Requirement: Below are records; count the lines that contain "Self" and state only that count.

○ ○ ○ ○ ○ ○ ○

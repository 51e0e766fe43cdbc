//! Renderer configuration, resolved from CLI flags, environment, and defaults.

use serde::{Deserialize, Serialize};

/// Environment variable naming the Graphviz binary.
pub const DOT_BINARY_ENV: &str = "DUALGRAPH_DOT";

/// Settings for [`render`](super::render).
#[derive(Debug, Clone, PartialEq, Eq, Serialize, Deserialize)]
pub struct RenderConfig {
    /// Output format passed to Graphviz as `-T<format>`.
    #[serde(default = "default_format")]
    pub format: String,
    /// Graphviz executable.
    #[serde(default = "default_dot_binary")]
    pub dot_binary: String,
    /// Emit a `strict` graph so parallel edges collapse.
    #[serde(default = "default_strict")]
    pub strict: bool,
}

fn default_format() -> String {
    "png".to_string()
}

fn default_dot_binary() -> String {
    "dot".to_string()
}

fn default_strict() -> bool {
    true
}

impl Default for RenderConfig {
    fn default() -> Self {
        Self {
            format: default_format(),
            dot_binary: default_dot_binary(),
            strict: default_strict(),
        }
    }
}

impl RenderConfig {
    /// Resolve settings. Explicit values win over the environment, which wins
    /// over defaults.
    pub fn resolve(format: Option<&str>, dot_binary: Option<&str>) -> Self {
        let mut config = Self::default();
        if let Some(format) = format {
            config.format = format.to_string();
        }
        config.dot_binary = resolve_dot_binary(dot_binary);
        config
    }
}

/// Resolve the Graphviz binary using priority order:
/// 1. Explicit value (CLI arg)
/// 2. DUALGRAPH_DOT environment variable
/// 3. `dot` on the PATH
pub fn resolve_dot_binary(explicit: Option<&str>) -> String {
    if let Some(bin) = explicit {
        return bin.to_string();
    }
    match std::env::var(DOT_BINARY_ENV) {
        Ok(bin) if !bin.is_empty() => bin,
        _ => default_dot_binary(),
    }
}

○ ○ ○ ○ ○ ○ ○

Finished exercise: 4